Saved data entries
┄┄┄┄┄┄

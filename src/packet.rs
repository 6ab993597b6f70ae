//! Wenet packet framing
//!
//! A framed packet is laid out as:
//!
//! ```text
//! | preamble (16 × 0x55) | unique word AB CD EF 01 | payload | CRC-16 (LE) | parity (FEC only) |
//! ```
//!
//! The payload is truncated or padded with `pad_byte` to `payload_length`.
//! With FEC on, the RA-LDPC parity of `payload ++ crc` follows the CRC.
//!
//! Text message packets (type 0x00) carry a length byte and a big-endian
//! message counter in front of up to 252 bytes of text.

use snafu::prelude::*;
use tracing::{debug, trace};

use crate::crc::crc16;
use crate::ldpc::{EncodeError, Encoder};

/// Bit-sync preamble
pub const PREAMBLE: [u8; 16] = [0x55; 16];

/// Frame sync word searched for by the receiver
pub const UNIQUE_WORD: [u8; 4] = [0xab, 0xcd, 0xef, 0x01];

/// Bytes of header before the payload
pub const HEADER_LEN: usize = PREAMBLE.len() + UNIQUE_WORD.len();

/// Bytes of CRC after the payload
pub const CRC_LEN: usize = 2;

/// Packet type byte of text messages
pub const TEXT_MESSAGE_TYPE: u8 = 0x00;

/// Longest text a message packet carries
pub const MAX_TEXT_LEN: usize = 252;

/// Build a text message packet body
///
/// Layout: type 0x00, length (u8), counter (u16 big-endian), text. Text
/// past `MAX_TEXT_LEN` bytes is dropped.
///
/// # Example
/// ```
/// use rustywenet::packet::text_message_packet;
///
/// assert_eq!(text_message_packet(0x0102, b"hi"), vec![0x00, 2, 0x01, 0x02, b'h', b'i']);
/// ```
pub fn text_message_packet(counter: u16, message: &[u8]) -> Vec<u8> {
    let text = &message[..message.len().min(MAX_TEXT_LEN)];
    let mut packet = Vec::with_capacity(4 + text.len());
    packet.push(TEXT_MESSAGE_TYPE);
    packet.push(text.len() as u8);
    packet.extend_from_slice(&counter.to_be_bytes());
    packet.extend_from_slice(text);
    packet
}

#[derive(Debug, Snafu)]
pub enum FrameError {
    #[snafu(display("FEC needs payload plus CRC to fill {needed} bytes, but the payload length is {payload_length}"))]
    FecLength { payload_length: usize, needed: usize },

    #[snafu(display("Parity encoding failed: {source}"))]
    Encode { source: EncodeError },
}

#[derive(Debug, Clone, Copy, PartialEq, Eq)]
pub struct FramerConfig {
    /// Payload bytes per packet, before the CRC
    pub payload_length: usize,
    /// Fill for packets shorter than `payload_length`
    pub pad_byte: u8,
    /// Add parity to idle frames when the framer has FEC
    pub fec_idle: bool,
}

impl Default for FramerConfig {
    fn default() -> Self {
        Self {
            payload_length: 256,
            pad_byte: 0x55,
            fec_idle: true,
        }
    }
}

/// Turns raw packets into transmit-ready frames
#[derive(Debug, Clone)]
pub struct PacketFramer {
    config: FramerConfig,
    fec: Option<Encoder>,
    text_message_count: u16,
}

impl PacketFramer {
    /// Create a framer, optionally with parity encoding
    ///
    /// With an encoder the payload plus CRC must fill the code's
    /// information block exactly.
    pub fn new(config: FramerConfig, fec: Option<Encoder>) -> Result<Self, FrameError> {
        if let Some(encoder) = &fec {
            let needed = encoder.params().info_bits / 8;
            ensure!(
                encoder.params().info_bits % 8 == 0 && config.payload_length + CRC_LEN == needed,
                FecLengthSnafu {
                    payload_length: config.payload_length,
                    needed,
                }
            );
        }

        debug!(
            payload_length = config.payload_length,
            fec = fec.is_some(),
            "packet framer ready"
        );
        Ok(PacketFramer {
            config,
            fec,
            text_message_count: 0,
        })
    }

    pub fn config(&self) -> FramerConfig {
        self.config
    }

    pub fn has_fec(&self) -> bool {
        self.fec.is_some()
    }

    /// Length in bytes of a frame carrying parity when FEC is enabled
    ///
    /// Idle frames with `fec_idle` off are shorter by the parity bytes.
    pub fn frame_len(&self) -> usize {
        let parity = self
            .fec
            .as_ref()
            .map_or(0, |e| e.params().parity_bits.div_ceil(8));
        HEADER_LEN + self.config.payload_length + CRC_LEN + parity
    }

    /// Frame one packet, with parity when FEC is enabled
    pub fn frame(&self, packet: &[u8]) -> Result<Vec<u8>, FrameError> {
        self.frame_with(packet, self.fec.as_ref())
    }

    /// Frame an idle message
    ///
    /// The body is a 0x00 control byte followed by `DE <callsign>: \t<message>`.
    /// Parity is added only when `fec_idle` is set.
    pub fn idle_frame(&self, callsign: &str, message: &str) -> Result<Vec<u8>, FrameError> {
        let mut body = vec![TEXT_MESSAGE_TYPE];
        body.extend_from_slice(format!("DE {}: \t{}", callsign, message).as_bytes());
        let fec = self.fec.as_ref().filter(|_| self.config.fec_idle);
        self.frame_with(&body, fec)
    }

    /// Frame the next text message
    ///
    /// The counter is bumped before use, so the first message is number 1;
    /// it wraps after 65535.
    pub fn text_message(&mut self, message: &str) -> Result<Vec<u8>, FrameError> {
        self.text_message_count = self.text_message_count.wrapping_add(1);
        let packet = text_message_packet(self.text_message_count, message.as_bytes());
        debug!(counter = self.text_message_count, len = packet.len() - 4, "text message");
        self.frame(&packet)
    }

    /// Number of the last text message framed
    pub fn text_message_count(&self) -> u16 {
        self.text_message_count
    }

    fn frame_with(&self, packet: &[u8], fec: Option<&Encoder>) -> Result<Vec<u8>, FrameError> {
        let payload_length = self.config.payload_length;
        if packet.len() > payload_length {
            trace!(len = packet.len(), payload_length, "truncating packet");
        }

        let mut payload = packet[..packet.len().min(payload_length)].to_vec();
        payload.resize(payload_length, self.config.pad_byte);
        let crc = crc16(&payload);

        let mut frame = Vec::with_capacity(self.frame_len());
        frame.extend_from_slice(&PREAMBLE);
        frame.extend_from_slice(&UNIQUE_WORD);
        frame.extend_from_slice(&payload);
        frame.extend_from_slice(&crc.to_le_bytes());

        if let Some(encoder) = fec {
            let parity = encoder
                .encode_bytes(&frame[HEADER_LEN..])
                .context(EncodeSnafu)?;
            frame.extend_from_slice(&parity);
        }

        Ok(frame)
    }
}

#[cfg(test)]
mod tests {
    use super::*;
    use crate::crc::check_crc16;
    use crate::ldpc::{random_table, CodeParams};

    fn wenet_encoder() -> Encoder {
        Encoder::new(random_table(CodeParams::WENET, 21))
    }

    #[test]
    fn test_frame_layout_without_fec() {
        let framer = PacketFramer::new(FramerConfig::default(), None).unwrap();
        let packet: Vec<u8> = (0..=255u8).collect();
        let frame = framer.frame(&packet).unwrap();

        assert_eq!(frame.len(), framer.frame_len());
        assert_eq!(frame.len(), 16 + 4 + 256 + 2);
        assert_eq!(&frame[..16], &PREAMBLE);
        assert_eq!(&frame[16..20], &UNIQUE_WORD);
        assert_eq!(&frame[20..276], &packet[..]);
        assert!(check_crc16(&frame[HEADER_LEN..]));
    }

    #[test]
    fn test_short_packet_is_padded() {
        let config = FramerConfig { payload_length: 8, ..Default::default() };
        let framer = PacketFramer::new(config, None).unwrap();
        let frame = framer.frame(&[1, 2, 3]).unwrap();
        let padded = [1, 2, 3, 0x55, 0x55, 0x55, 0x55, 0x55];
        assert_eq!(&frame[HEADER_LEN..HEADER_LEN + 8], &padded);
        assert_eq!(&frame[HEADER_LEN + 8..], &crc16(&padded).to_le_bytes());
    }

    #[test]
    fn test_pad_byte_is_configurable() {
        let config = FramerConfig { payload_length: 6, pad_byte: 0, fec_idle: false };
        let framer = PacketFramer::new(config, None).unwrap();
        let frame = framer.frame(&[7]).unwrap();
        assert_eq!(&frame[HEADER_LEN..HEADER_LEN + 6], &[7, 0, 0, 0, 0, 0]);
    }

    #[test]
    fn test_long_packet_is_truncated() {
        let config = FramerConfig { payload_length: 4, ..Default::default() };
        let framer = PacketFramer::new(config, None).unwrap();
        let frame = framer.frame(&[9, 8, 7, 6, 5, 4]).unwrap();
        assert_eq!(frame.len(), HEADER_LEN + 4 + CRC_LEN);
        assert_eq!(&frame[HEADER_LEN..HEADER_LEN + 4], &[9, 8, 7, 6]);
    }

    #[test]
    fn test_frame_with_fec() {
        let encoder = wenet_encoder();
        let framer = PacketFramer::new(FramerConfig::default(), Some(encoder.clone())).unwrap();
        let packet: Vec<u8> = (0..=255u8).collect();
        let frame = framer.frame(&packet).unwrap();

        assert_eq!(frame.len(), 16 + 4 + 258 + 65);
        assert_eq!(frame.len(), framer.frame_len());

        let info = &frame[HEADER_LEN..HEADER_LEN + 258];
        assert!(check_crc16(info));
        assert_eq!(&frame[HEADER_LEN + 258..], &encoder.encode_bytes(info).unwrap()[..]);
    }

    #[test]
    fn test_fec_length_mismatch() {
        let config = FramerConfig { payload_length: 200, ..Default::default() };
        let err = PacketFramer::new(config, Some(wenet_encoder())).unwrap_err();
        assert!(matches!(err, FrameError::FecLength { payload_length: 200, needed: 258 }));
    }

    #[test]
    fn test_idle_frame_with_fec() {
        let encoder = wenet_encoder();
        let framer = PacketFramer::new(FramerConfig::default(), Some(encoder.clone())).unwrap();
        let frame = framer.idle_frame("N0CALL", "hello").unwrap();
        assert_eq!(frame.len(), framer.frame_len());

        let body = b"\x00DE N0CALL: \thello";
        assert_eq!(&frame[HEADER_LEN..HEADER_LEN + body.len()], &body[..]);
        assert_eq!(frame[HEADER_LEN + body.len()], 0x55);

        let info = &frame[HEADER_LEN..HEADER_LEN + 258];
        assert!(check_crc16(info));
        assert_eq!(&frame[HEADER_LEN + 258..], &encoder.encode_bytes(info).unwrap()[..]);
    }

    #[test]
    fn test_idle_frame_without_fec() {
        let config = FramerConfig { fec_idle: false, ..Default::default() };
        let framer = PacketFramer::new(config, Some(wenet_encoder())).unwrap();
        let frame = framer.idle_frame("N0CALL", "hello").unwrap();
        assert_eq!(frame.len(), HEADER_LEN + 256 + CRC_LEN);
        assert!(check_crc16(&frame[HEADER_LEN..]));
    }

    #[test]
    fn test_text_message_packet_layout() {
        let packet = text_message_packet(513, b"CQ DE VK5QI");
        assert_eq!(&packet[..4], &[TEXT_MESSAGE_TYPE, 11, 0x02, 0x01]);
        assert_eq!(&packet[4..], b"CQ DE VK5QI");
    }

    #[test]
    fn test_text_message_is_clipped() {
        let long = vec![b'x'; 300];
        let packet = text_message_packet(1, &long);
        assert_eq!(packet.len(), 4 + MAX_TEXT_LEN);
        assert_eq!(packet[1], 252);
    }

    #[test]
    fn test_text_message_counter() {
        let mut framer = PacketFramer::new(FramerConfig::default(), None).unwrap();
        let first = framer.text_message("one").unwrap();
        let second = framer.text_message("two").unwrap();
        assert_eq!(framer.text_message_count(), 2);

        assert_eq!(&first[HEADER_LEN..HEADER_LEN + 7], &[0x00, 3, 0x00, 0x01, b'o', b'n', b'e']);
        assert_eq!(&second[HEADER_LEN + 2..HEADER_LEN + 4], &[0x00, 0x02]);
        // Remainder of the payload is padding
        assert!(first[HEADER_LEN + 7..HEADER_LEN + 256].iter().all(|&b| b == 0x55));
        assert!(check_crc16(&first[HEADER_LEN..]));
    }

    #[test]
    fn test_text_message_counter_wraps() {
        let mut framer = PacketFramer::new(FramerConfig::default(), None).unwrap();
        framer.text_message_count = u16::MAX - 1;
        let last = framer.text_message("a").unwrap();
        assert_eq!(&last[HEADER_LEN + 2..HEADER_LEN + 4], &[0xff, 0xff]);
        let wrapped = framer.text_message("b").unwrap();
        assert_eq!(framer.text_message_count(), 0);
        assert_eq!(&wrapped[HEADER_LEN + 2..HEADER_LEN + 4], &[0x00, 0x00]);
    }
}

┄┄┄┄┄┄

AIM OF THE TASK
Copy out each line from the preceding entries that mentions the word "const".

OUTPUT OF THE TASK
pub const PREAMBLE: [u8; 16] = [0x55; 16];
pub const UNIQUE_WORD: [u8; 4] = [0xab, 0xcd, 0xef, 0x01];
pub const HEADER_LEN: usize = PREAMBLE.len() + UNIQUE_WORD.len();
pub const CRC_LEN: usize = 2;
pub const TEXT_MESSAGE_TYPE: u8 = 0x00;
pub const MAX_TEXT_LEN: usize = 252;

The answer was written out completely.